Hospital Incident Command leadership discusses the availability of resources to make more pediatric beds available.
Hospital Incident Command leadership discusses the availability of resources to make more pediatric beds available.

This exercise revealed that 28 NYC hospitals were able to rapidly and dramatically increase their pediatric critical care capacity. It was the largest exercise NYC has done that was focused primarily on caring for injured children. During the exercise, these hospitals:

  • More than doubled the number of beds in pediatric intensive care units (PICUs) and added 1,105 pediatric inpatient beds, so children could stay in the hospital for an extended period of time
  • Opened 203 operating rooms that could treat children who needed surgery

During the exercise, we also identified some challenges, including

  • More than half of the hospitals did not have enough supplies that could be used to treat critically injured children
  • A limited number of pediatric specialists, including doctors who could perform brain surgery on children as well as ear, nose, and throat specialists
  • Hospital resources (beds, supplies, and staff) would have been further strained if the disaster scenario had also included large numbers of adults

We were able to identify ways to improve each hospital’s process and further develop our citywide plans to respond to any emergency that strains our healthcare system. As a pediatrician and a parent of two young New Yorkers, I’m grateful that so many dedicated people are working together to make sure that city and hospital plans account for the unique needs of children in disasters.

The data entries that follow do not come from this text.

//! Project workspace manager.
//!
//! Each project is a directory `<root>/<uuid>/` holding `input/`, the
//! toolkit-generated `settings.yaml` and `.env`, and, once indexed, `output/`.
//! Directory presence is the only persisted state. Nothing here serializes
//! concurrent requests against the same project.

pub mod project;
pub mod settings;

use anyhow::Context;
use std::path::{Path, PathBuf};
use std::sync::Arc;
use uuid::Uuid;
use walkdir::WalkDir;

use crate::config::ProviderFallbacks;
use crate::engine::{GraphEngine, IndexOptions, QueryParams};
use crate::error::WorkspaceError;
use crate::models::{
    CreateProjectRequest, FailedUpload, IncomingFile, IndexRequest, LlmProvider, QueryRequest,
    QueryResponse, SearchMethod, UploadResults,
};

pub use project::{Project, ProjectDirGuard};
use project::SOURCE_TEXT_FILE;
use settings::{write_env_file, AzureChatModel, ProjectSettings};

/// Placeholder returned in place of the toolkit's retrieval context.
pub const CONTEXT_DATA_NOTE: &str =
    "Context data is available but not serialized in this response.";

/// Owns the on-disk tree of every project under a single root directory.
#[derive(Clone)]
pub struct Workspace {
    root: PathBuf,
    engine: Arc<dyn GraphEngine>,
}

/// Provider settings after applying request values over fallbacks.
#[derive(Debug, Clone, PartialEq, Eq)]
struct ResolvedProvider {
    api_key: String,
    azure: Option<AzureChatModel>,
}

impl Workspace {
    pub fn open(root: impl Into<PathBuf>, engine: Arc<dyn GraphEngine>) -> anyhow::Result<Self> {
        let root = root.into();
        std::fs::create_dir_all(&root)
            .with_context(|| format!("Failed to create projects directory {}", root.display()))?;
        Ok(Self { root, engine })
    }

    pub fn root(&self) -> &Path {
        &self.root
    }

    /// Look up a project by its path id.
    ///
    /// Only the canonical lowercase hyphenated UUID names a project, so each
    /// project is reachable under exactly one id.
    pub fn find(&self, project_id: &str) -> Result<Project, WorkspaceError> {
        let id = Uuid::parse_str(project_id).map_err(|_| WorkspaceError::NotFound)?;
        if id.to_string() != project_id {
            return Err(WorkspaceError::NotFound);
        }
        Project::load(&self.root, id).ok_or(WorkspaceError::NotFound)
    }

    /// Create a project and return its id. Blocks on the toolkit's `init`.
    pub fn create(
        &self,
        req: &CreateProjectRequest,
        fallbacks: &ProviderFallbacks,
    ) -> Result<Uuid, WorkspaceError> {
        let provider = resolve_provider(req, fallbacks)?;

        let id = Uuid::new_v4();
        let guard = ProjectDirGuard::create(&self.root, id)
            .map_err(|e| WorkspaceError::internal("Failed to create project", e))?;

        self.populate(guard.project(), req, &provider)
            .map_err(|e| WorkspaceError::internal("Failed to create project", e))?;

        let project = guard.commit();
        tracing::info!("Created project {} ({:?})", project.id, req.llm);
        Ok(project.id)
    }

    fn populate(
        &self,
        project: &Project,
        req: &CreateProjectRequest,
        provider: &ResolvedProvider,
    ) -> anyhow::Result<()> {
        if !req.text_content.trim().is_empty() {
            let path = project.input_dir().join(SOURCE_TEXT_FILE);
            std::fs::write(&path, &req.text_content)
                .with_context(|| format!("Failed to write {}", path.display()))?;
        }

        self.engine
            .initialize(&project.root)
            .context("Project initialization failed")?;

        write_env_file(&project.env_file(), &provider.api_key)?;

        if let Some(azure) = &provider.azure {
            let mut settings = ProjectSettings::load(&project.settings_file())?;
            settings.apply_azure(azure)?;
            settings.save()?;
        }
        Ok(())
    }

    /// Run or validate the indexing pipeline. Blocks until the toolkit returns.
    pub fn index(&self, project_id: &str, req: &IndexRequest) -> Result<String, WorkspaceError> {
        let project = self.find(project_id)?;

        ProjectSettings::load(&project.settings_file())
            .map_err(|e| index_failure(&project, e))?;

        let options = IndexOptions {
            method: req.method,
            memory_profile: req.memory_profile,
            dry_run: req.dry_run,
            output_dir: req
                .output_dir
                .as_deref()
                .map(|dir| resolve_output_dir(&project, dir)),
            verbose: req.verbose,
        };

        tracing::info!(
            "Indexing project {} (method={}, dry_run={})",
            project.id,
            options.method.as_str(),
            options.dry_run
        );
        self.engine
            .index(&project.root, &options)
            .map_err(|e| index_failure(&project, e))?;

        if options.dry_run {
            tracing::info!("Dry run passed for project {}", project.id);
            Ok("Dry run completed. Configuration is valid.".to_string())
        } else {
            tracing::info!("Indexing finished for project {}", project.id);
            Ok("Indexing process started and completed.".to_string())
        }
    }

    /// Answer a query against an indexed project. Blocks until the toolkit returns.
    pub fn query(
        &self,
        project_id: &str,
        req: &QueryRequest,
    ) -> Result<QueryResponse, WorkspaceError> {
        let project = self.find(project_id)?;
        if !project.is_queryable() {
            return Err(WorkspaceError::NotIndexed);
        }
        let method: SearchMethod = req.method.parse().map_err(WorkspaceError::BadRequest)?;

        let params = QueryParams::new(method, req.query.clone());
        let response = self.engine.query(&project.root, &params).map_err(|e| {
            tracing::error!("Query failed for project {}: {e:#}", project.id);
            WorkspaceError::internal("Query failed", e)
        })?;

        Ok(QueryResponse {
            project_id: project.id.to_string(),
            query: req.query.clone(),
            method: method.to_string(),
            response,
            context_data: CONTEXT_DATA_NOTE.to_string(),
        })
    }

    /// Store each file in the project's `input/` under a unique name.
    ///
    /// Per-file failures are collected; the call only fails when nothing was stored.
    pub fn upload(
        &self,
        project_id: &str,
        files: Vec<IncomingFile>,
    ) -> Result<UploadResults, WorkspaceError> {
        let project = self.find(project_id)?;
        let input = project.input_dir();
        std::fs::create_dir_all(&input).map_err(|e| {
            WorkspaceError::internal("Failed to prepare input directory", e.into())
        })?;

        let mut results = UploadResults::default();
        for file in files {
            match store_upload(&input, &file) {
                Ok(stored) => {
                    tracing::info!(
                        "Stored {} as {stored} in project {}",
                        file.filename,
                        project.id
                    );
                    results.successful.push(file.filename);
                }
                Err(reason) => {
                    tracing::error!("Failed to upload {}: {reason}", file.filename);
                    results.failed.push(FailedUpload {
                        filename: file.filename,
                        reason,
                    });
                }
            }
        }

        if results.successful.is_empty() {
            return Err(WorkspaceError::UploadRejected(results));
        }
        Ok(results)
    }

    /// Remove a project's whole directory tree.
    pub fn delete(&self, project_id: &str) -> Result<(), WorkspaceError> {
        let project = self.find(project_id)?;
        std::fs::remove_dir_all(&project.root).map_err(|e| {
            WorkspaceError::internal("Failed to delete project", e.into())
        })?;
        tracing::info!("Deleted project {}", project.id);
        Ok(())
    }

    /// Names of every directory directly under the root, valid project or not.
    ///
    /// Directories whose name is not a canonical UUID are listed here but
    /// cannot be addressed by [`Workspace::find`], so the other operations
    /// report them as not found.
    pub fn list(&self) -> Result<Vec<String>, WorkspaceError> {
        let mut projects = Vec::new();
        for entry in WalkDir::new(&self.root).min_depth(1).max_depth(1) {
            let entry = entry
                .map_err(|e| WorkspaceError::internal("Failed to list projects", e.into()))?;
            if entry.file_type().is_dir() {
                projects.push(entry.file_name().to_string_lossy().to_string());
            }
        }
        projects.sort();
        Ok(projects)
    }
}

fn resolve_provider(
    req: &CreateProjectRequest,
    fallbacks: &ProviderFallbacks,
) -> Result<ResolvedProvider, WorkspaceError> {
    let api_key = pick(&req.api_key, &fallbacks.api_key, "api_key", "GRAPHRAG_API_KEY")?;

    let azure = match req.llm {
        LlmProvider::Openai => None,
        LlmProvider::Azure => Some(AzureChatModel {
            api_base: pick(
                &req.azure_api_base,
                &fallbacks.azure_api_base,
                "azure_api_base",
                "AZURE_OPENAI_API_BASE",
            )?,
            api_version: pick(
                &req.azure_api_version,
                &fallbacks.azure_api_version,
                "azure_api_version",
                "AZURE_OPENAI_API_VERSION",
            )?,
            deployment_name: pick(
                &req.azure_deployment_name,
                &fallbacks.azure_deployment_name,
                "azure_deployment_name",
                "AZURE_OPENAI_DEPLOYMENT_NAME",
            )?,
        }),
    };

    Ok(ResolvedProvider { api_key, azure })
}

/// Request value if non-blank, else the fallback, else a validation error.
fn pick(
    requested: &Option<String>,
    fallback: &Option<String>,
    field: &str,
    env_var: &str,
) -> Result<String, WorkspaceError> {
    requested
        .iter()
        .chain(fallback.iter())
        .find(|v| !v.trim().is_empty())
        .cloned()
        .ok_or_else(|| {
            WorkspaceError::BadRequest(format!(
                "{field} is required: provide it in the request or set {env_var}"
            ))
        })
}

fn resolve_output_dir(project: &Project, dir: &str) -> PathBuf {
    let path = Path::new(dir);
    if path.is_absolute() {
        path.to_path_buf()
    } else {
        project.root.join(path)
    }
}

fn index_failure(project: &Project, err: anyhow::Error) -> WorkspaceError {
    tracing::error!("Indexing failed for project {}: {err:#}", project.id);
    WorkspaceError::internal("Indexing failed", err)
}

/// Final path component of a client-supplied filename, if it names a file.
fn sanitize_filename(filename: &str) -> Option<&str> {
    let name = filename
        .rsplit(|c: char| c == '/' || c == '\\')
        .next()
        .unwrap_or("")
        .trim();
    match name {
        "" | "." | ".." => None,
        _ => Some(name),
    }
}

fn store_upload(input: &Path, file: &IncomingFile) -> Result<String, String> {
    let name = sanitize_filename(&file.filename)
        .ok_or_else(|| format!("Invalid filename: {:?}", file.filename))?;
    let bytes = file.contents.as_ref().map_err(|e| e.clone())?;

    let stored = format!("{}_{name}", Uuid::new_v4());
    std::fs::write(input.join(&stored), bytes).map_err(|e| e.to_string())?;
    Ok(stored)
}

The NYC Department of Health and Mental Hygiene receives federal funds used to support state and local public health and healthcare system preparedness through the aligned Hospital Preparedness Program (HPP) – Public Health Emergency Preparedness (PHEP) cooperative agreement. NYC used HPP funds to fund the NYC Pediatric Disaster Coalition to design and conduct the exercise, and coordinate participation of hospitals in the exercise.